• **Work task**
Only the lines that contain the string "ModerationService" belong in the answer; pull them from the records.

• **Entries provided**
● ● ● ● ● ● ●

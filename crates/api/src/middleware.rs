//! API middleware.

#![allow(missing_docs)]

use axum::{
    body::Body,
    extract::State,
    http::{Request, header::AUTHORIZATION},
    middleware::Next,
    response::{IntoResponse, Response},
};
use stackit_common::{AppError, PageRequest, config::QuestionsConfig};
use stackit_core::{
    AcceptanceService, AnswerService, ModerationService, NotificationService, QuestionService,
    TagService, UserService, VoteService,
};

use crate::sse::SseBroadcaster;

/// Application state.
#[derive(Clone)]
pub struct AppState {
    pub user_service: UserService,
    pub vote_service: VoteService,
    pub acceptance_service: AcceptanceService,
    pub question_service: QuestionService,
    pub answer_service: AnswerService,
    pub tag_service: TagService,
    pub notification_service: NotificationService,
    pub moderation_service: ModerationService,
    pub sse_broadcaster: SseBroadcaster,
    /// Paging defaults shared by list endpoints.
    pub questions: QuestionsConfig,
}

impl AppState {
    /// Clamp raw paging input with the configured defaults.
    #[must_use]
    pub fn page_request(&self, page: Option<u64>, limit: Option<u64>) -> PageRequest {
        PageRequest::new(
            page,
            limit,
            self.questions.default_page_size,
            self.questions.max_page_size,
        )
    }
}

/// Resolve `Authorization: Bearer <token>` into a `user::Model` request extension.
///
/// Requests without a valid credential continue anonymously; a banned
/// account is rejected outright.
pub async fn auth_middleware(
    State(state): State<AppState>,
    mut req: Request<Body>,
    next: Next,
) -> Response {
    if let Some(auth_header) = req.headers().get(AUTHORIZATION)
        && let Ok(auth_str) = auth_header.to_str()
        && let Some(token) = auth_str.strip_prefix("Bearer ")
    {
        match state.user_service.authenticate_by_token(token.trim()).await {
            Ok(user) => {
                req.extensions_mut().insert(user);
            }
            Err(AppError::Unauthorized) => {}
            Err(e) => return e.into_response(),
        }
    }

    next.run(req).await
}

● ● ● ● ● ● ●

• **Reply**
    AcceptanceService, AnswerService, ModerationService, NotificationService, QuestionService,
    pub moderation_service: ModerationService,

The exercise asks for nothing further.